[Stored data]

****************

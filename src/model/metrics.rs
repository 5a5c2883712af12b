use std::fmt::Write as _;

// ---------------------------------------------------------------------------
// Scalar evaluation metrics
// ---------------------------------------------------------------------------

/// Fraction of exact matches.  Empty input scores 0.
pub fn accuracy<T: PartialEq>(y_true: &[T], y_pred: &[T]) -> f64 {
    if y_true.is_empty() {
        return 0.0;
    }
    let hits = y_true.iter().zip(y_pred).filter(|(a, b)| a == b).count();
    hits as f64 / y_true.len() as f64
}

pub fn mean_squared_error(y_true: &[f64], y_pred: &[f64]) -> f64 {
    mean(y_true.iter().zip(y_pred).map(|(a, b)| (a - b).powi(2)))
}

pub fn mean_absolute_error(y_true: &[f64], y_pred: &[f64]) -> f64 {
    mean(y_true.iter().zip(y_pred).map(|(a, b)| (a - b).abs()))
}

/// Coefficient of determination.  With a constant `y_true` it is 1 for a
/// perfect prediction and 0 otherwise.
pub fn r2_score(y_true: &[f64], y_pred: &[f64]) -> f64 {
    let y_mean = mean(y_true.iter().copied());
    let ss_tot: f64 = y_true.iter().map(|y| (y - y_mean).powi(2)).sum();
    let ss_res: f64 = y_true.iter().zip(y_pred).map(|(a, b)| (a - b).powi(2)).sum();
    if ss_tot == 0.0 {
        return if ss_res == 0.0 { 1.0 } else { 0.0 };
    }
    1.0 - ss_res / ss_tot
}

fn mean(values: impl Iterator<Item = f64>) -> f64 {
    let (sum, n) = values.fold((0.0, 0usize), |(s, n), v| (s + v, n + 1));
    if n == 0 {
        0.0
    } else {
        sum / n as f64
    }
}

// ---------------------------------------------------------------------------
// MetricsReport
// ---------------------------------------------------------------------------

/// Ordered `name: value` pairs, written verbatim to `metrics.txt`.
#[derive(Debug, Clone, Default, PartialEq)]
pub struct MetricsReport {
    entries: Vec<(String, f64)>,
}

impl MetricsReport {
    pub fn new() -> Self {
        Self::default()
    }

    pub fn push(&mut self, name: impl Into<String>, value: f64) {
        self.entries.push((name.into(), value));
    }

    pub fn get(&self, name: &str) -> Option<f64> {
        self.entries
            .iter()
            .find(|(n, _)| n == name)
            .map(|(_, v)| *v)
    }

    pub fn entries(&self) -> &[(String, f64)] {
        &self.entries
    }

    pub fn to_text(&self) -> String {
        let mut out = String::new();
        for (name, value) in &self.entries {
            let _ = writeln!(out, "{name}: {value}");
        }
        out
    }
}

#[cfg(test)]
mod tests {
    use super::*;

    #[test]
    fn classification_accuracy() {
        assert_eq!(accuracy(&[0, 1, 2, 2], &[0, 1, 1, 2]), 0.75);
        assert_eq!(accuracy::<i32>(&[], &[]), 0.0);
    }

    #[test]
    fn regression_errors() {
        let y = [3.0, -0.5, 2.0, 7.0];
        let p = [2.5, 0.0, 2.0, 8.0];
        assert!((mean_squared_error(&y, &p) - 0.375).abs() < 1e-12);
        assert!((mean_absolute_error(&y, &p) - 0.5).abs() < 1e-12);
        assert!((r2_score(&y, &p) - 0.948_608_137_044_967_9).abs() < 1e-12);
    }

    #[test]
    fn r2_with_constant_truth() {
        assert_eq!(r2_score(&[2.0, 2.0], &[2.0, 2.0]), 1.0);
        assert_eq!(r2_score(&[2.0, 2.0], &[1.0, 2.0]), 0.0);
    }

    #[test]
    fn report_renders_in_insertion_order() {
        let mut report = MetricsReport::new();
        report.push("mse", 0.5);
        report.push("r2", 0.25);
        assert_eq!(report.to_text(), "mse: 0.5\nr2: 0.25\n");
        assert_eq!(report.get("r2"), Some(0.25));
        assert_eq!(report.get("mae"), None);
    }
}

****************

Where a line above contains the string "entries", copy that line.

    entries: Vec<(String, f64)>,
        self.entries.push((name.into(), value));
        self.entries
    pub fn entries(&self) -> &[(String, f64)] {
        &self.entries
        for (name, value) in &self.entries {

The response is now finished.